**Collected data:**

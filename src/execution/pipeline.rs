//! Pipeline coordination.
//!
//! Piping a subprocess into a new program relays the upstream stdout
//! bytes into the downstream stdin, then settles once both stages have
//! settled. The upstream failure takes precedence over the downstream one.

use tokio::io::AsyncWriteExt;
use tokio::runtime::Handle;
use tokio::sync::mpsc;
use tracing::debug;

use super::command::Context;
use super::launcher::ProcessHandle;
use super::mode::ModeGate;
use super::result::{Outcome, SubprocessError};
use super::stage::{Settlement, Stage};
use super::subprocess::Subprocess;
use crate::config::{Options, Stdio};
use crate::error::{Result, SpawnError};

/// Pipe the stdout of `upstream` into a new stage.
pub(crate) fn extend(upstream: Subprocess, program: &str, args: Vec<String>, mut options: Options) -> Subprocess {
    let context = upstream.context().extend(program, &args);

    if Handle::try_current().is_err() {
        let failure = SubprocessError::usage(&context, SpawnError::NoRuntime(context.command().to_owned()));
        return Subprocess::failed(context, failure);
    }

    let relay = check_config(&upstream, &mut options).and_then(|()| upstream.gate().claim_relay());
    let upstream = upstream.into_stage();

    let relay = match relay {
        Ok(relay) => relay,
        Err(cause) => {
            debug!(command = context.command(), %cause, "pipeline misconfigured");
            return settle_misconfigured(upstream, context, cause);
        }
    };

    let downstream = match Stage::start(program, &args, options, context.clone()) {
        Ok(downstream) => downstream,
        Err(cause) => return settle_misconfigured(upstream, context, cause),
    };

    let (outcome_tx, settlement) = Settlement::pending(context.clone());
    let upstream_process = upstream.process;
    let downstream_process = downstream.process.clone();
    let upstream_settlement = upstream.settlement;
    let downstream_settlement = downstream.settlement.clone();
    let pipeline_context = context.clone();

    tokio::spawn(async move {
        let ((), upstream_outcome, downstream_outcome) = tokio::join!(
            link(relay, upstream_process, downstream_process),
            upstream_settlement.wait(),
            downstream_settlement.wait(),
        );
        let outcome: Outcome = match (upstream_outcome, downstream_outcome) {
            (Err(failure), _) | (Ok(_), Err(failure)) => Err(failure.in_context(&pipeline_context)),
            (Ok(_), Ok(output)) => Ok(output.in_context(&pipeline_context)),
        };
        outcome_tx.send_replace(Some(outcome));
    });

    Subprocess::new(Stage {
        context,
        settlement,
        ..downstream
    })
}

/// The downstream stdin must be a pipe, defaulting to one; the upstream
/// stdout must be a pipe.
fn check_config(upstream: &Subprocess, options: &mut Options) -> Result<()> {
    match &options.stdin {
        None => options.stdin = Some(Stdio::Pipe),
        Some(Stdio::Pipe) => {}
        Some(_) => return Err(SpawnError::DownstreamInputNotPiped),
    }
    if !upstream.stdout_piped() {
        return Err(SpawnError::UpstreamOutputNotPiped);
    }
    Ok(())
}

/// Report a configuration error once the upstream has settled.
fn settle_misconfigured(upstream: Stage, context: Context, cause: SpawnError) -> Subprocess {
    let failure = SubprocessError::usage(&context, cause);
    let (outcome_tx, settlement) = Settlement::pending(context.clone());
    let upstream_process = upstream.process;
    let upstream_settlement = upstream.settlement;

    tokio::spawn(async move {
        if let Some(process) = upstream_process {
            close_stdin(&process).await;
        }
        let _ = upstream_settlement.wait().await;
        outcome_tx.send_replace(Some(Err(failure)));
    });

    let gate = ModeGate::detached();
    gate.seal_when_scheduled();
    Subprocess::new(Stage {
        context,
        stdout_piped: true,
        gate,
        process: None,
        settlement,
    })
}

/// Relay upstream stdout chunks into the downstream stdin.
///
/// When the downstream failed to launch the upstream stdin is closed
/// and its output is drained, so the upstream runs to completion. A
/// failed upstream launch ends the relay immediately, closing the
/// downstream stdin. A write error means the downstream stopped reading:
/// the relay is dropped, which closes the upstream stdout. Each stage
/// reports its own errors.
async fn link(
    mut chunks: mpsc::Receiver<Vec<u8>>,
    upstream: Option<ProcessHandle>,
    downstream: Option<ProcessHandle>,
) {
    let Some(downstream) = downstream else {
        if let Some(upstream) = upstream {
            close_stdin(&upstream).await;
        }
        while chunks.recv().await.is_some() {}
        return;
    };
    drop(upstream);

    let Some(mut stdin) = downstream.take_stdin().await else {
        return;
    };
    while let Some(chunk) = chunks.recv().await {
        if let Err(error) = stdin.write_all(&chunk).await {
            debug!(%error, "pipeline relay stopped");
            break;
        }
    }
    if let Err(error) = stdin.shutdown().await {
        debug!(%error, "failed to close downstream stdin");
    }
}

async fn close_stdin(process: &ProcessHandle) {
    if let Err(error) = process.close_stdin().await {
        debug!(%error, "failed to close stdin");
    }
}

...

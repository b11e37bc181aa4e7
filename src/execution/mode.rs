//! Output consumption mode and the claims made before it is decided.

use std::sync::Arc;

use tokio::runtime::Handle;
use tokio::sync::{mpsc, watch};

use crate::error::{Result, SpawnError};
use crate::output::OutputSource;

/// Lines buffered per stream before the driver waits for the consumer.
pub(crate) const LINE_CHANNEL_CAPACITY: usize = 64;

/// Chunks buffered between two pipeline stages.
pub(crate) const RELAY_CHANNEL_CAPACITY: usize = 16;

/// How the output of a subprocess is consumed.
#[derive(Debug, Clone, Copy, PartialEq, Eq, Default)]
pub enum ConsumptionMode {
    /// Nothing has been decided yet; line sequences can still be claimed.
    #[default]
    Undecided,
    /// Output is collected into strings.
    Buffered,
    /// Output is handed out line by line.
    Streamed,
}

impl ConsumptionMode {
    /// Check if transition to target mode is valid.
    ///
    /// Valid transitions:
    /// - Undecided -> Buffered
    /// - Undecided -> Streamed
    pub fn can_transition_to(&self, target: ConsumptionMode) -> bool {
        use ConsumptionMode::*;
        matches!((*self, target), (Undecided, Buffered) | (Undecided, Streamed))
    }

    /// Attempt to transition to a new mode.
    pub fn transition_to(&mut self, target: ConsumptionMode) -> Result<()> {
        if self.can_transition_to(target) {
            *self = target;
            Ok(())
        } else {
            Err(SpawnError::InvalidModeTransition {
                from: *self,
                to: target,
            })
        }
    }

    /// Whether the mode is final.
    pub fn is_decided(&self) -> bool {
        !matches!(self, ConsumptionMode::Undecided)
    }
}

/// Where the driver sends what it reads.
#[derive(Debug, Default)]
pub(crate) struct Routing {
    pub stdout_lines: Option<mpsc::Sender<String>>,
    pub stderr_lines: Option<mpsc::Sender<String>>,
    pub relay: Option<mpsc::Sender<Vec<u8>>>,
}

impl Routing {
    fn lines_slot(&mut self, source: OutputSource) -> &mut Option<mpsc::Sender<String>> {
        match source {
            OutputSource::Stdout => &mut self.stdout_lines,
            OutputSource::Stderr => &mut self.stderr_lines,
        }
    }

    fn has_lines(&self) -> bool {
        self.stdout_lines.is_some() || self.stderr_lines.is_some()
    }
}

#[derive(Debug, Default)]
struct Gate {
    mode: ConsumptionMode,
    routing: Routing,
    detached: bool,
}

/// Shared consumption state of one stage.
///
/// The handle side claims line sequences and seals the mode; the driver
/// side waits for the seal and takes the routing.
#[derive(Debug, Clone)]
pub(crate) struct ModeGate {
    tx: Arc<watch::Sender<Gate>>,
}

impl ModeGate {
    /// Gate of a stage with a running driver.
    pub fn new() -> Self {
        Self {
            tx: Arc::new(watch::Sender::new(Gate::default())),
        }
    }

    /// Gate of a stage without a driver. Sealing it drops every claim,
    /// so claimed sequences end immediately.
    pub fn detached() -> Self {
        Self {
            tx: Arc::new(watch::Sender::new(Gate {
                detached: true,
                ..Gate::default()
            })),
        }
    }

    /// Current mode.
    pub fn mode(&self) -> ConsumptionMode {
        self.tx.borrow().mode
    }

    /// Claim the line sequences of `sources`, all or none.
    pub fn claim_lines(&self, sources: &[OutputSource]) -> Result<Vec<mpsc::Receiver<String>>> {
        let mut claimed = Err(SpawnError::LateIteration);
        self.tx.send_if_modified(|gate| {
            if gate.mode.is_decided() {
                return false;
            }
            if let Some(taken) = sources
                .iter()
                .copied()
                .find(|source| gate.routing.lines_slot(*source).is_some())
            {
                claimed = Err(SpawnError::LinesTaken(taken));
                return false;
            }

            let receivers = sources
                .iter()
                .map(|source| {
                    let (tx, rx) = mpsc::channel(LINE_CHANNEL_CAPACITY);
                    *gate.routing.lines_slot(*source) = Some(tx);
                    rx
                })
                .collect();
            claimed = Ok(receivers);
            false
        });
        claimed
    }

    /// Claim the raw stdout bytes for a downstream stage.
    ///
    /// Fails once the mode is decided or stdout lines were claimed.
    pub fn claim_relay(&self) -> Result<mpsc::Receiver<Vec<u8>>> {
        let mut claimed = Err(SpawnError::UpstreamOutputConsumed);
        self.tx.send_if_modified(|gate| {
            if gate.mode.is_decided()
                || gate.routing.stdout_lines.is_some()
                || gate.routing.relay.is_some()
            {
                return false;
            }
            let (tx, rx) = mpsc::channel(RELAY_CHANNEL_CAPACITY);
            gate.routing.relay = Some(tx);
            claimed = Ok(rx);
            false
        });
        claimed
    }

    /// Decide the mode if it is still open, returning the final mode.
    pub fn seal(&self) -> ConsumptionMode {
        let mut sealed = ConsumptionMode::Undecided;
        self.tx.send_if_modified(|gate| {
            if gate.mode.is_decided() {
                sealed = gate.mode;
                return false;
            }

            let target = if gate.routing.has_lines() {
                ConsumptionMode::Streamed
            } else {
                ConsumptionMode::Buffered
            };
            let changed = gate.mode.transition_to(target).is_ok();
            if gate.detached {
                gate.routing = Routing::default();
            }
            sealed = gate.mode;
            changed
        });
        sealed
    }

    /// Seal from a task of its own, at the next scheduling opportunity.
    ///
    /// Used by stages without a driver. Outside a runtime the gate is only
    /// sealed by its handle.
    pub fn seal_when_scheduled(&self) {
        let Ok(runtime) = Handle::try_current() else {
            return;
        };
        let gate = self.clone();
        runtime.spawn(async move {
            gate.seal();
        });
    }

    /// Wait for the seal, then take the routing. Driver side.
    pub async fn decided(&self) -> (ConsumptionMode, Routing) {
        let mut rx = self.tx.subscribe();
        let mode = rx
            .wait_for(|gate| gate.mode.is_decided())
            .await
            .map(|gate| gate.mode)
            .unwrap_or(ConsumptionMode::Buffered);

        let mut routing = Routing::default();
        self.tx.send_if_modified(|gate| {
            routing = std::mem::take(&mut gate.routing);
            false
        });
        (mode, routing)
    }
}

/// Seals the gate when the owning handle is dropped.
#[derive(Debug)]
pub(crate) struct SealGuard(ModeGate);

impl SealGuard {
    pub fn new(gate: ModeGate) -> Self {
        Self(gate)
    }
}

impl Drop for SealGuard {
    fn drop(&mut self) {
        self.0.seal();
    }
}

---

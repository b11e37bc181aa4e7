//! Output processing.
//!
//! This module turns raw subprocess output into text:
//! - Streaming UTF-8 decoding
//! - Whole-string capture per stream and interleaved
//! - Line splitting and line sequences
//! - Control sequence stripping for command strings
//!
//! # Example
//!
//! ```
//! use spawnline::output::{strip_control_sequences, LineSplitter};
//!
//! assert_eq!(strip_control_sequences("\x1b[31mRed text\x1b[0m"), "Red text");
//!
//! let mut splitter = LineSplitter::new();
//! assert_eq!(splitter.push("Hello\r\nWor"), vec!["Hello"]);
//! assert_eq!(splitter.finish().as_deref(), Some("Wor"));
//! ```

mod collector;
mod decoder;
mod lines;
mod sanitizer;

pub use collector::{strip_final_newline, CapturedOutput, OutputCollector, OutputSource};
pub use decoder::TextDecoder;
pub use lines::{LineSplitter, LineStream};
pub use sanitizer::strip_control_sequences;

**Work task:** From the records above, pull out each line that has "strings".

**Solution to this exercise:**
    /// Output is collected into strings.
//! - Control sequence stripping for command strings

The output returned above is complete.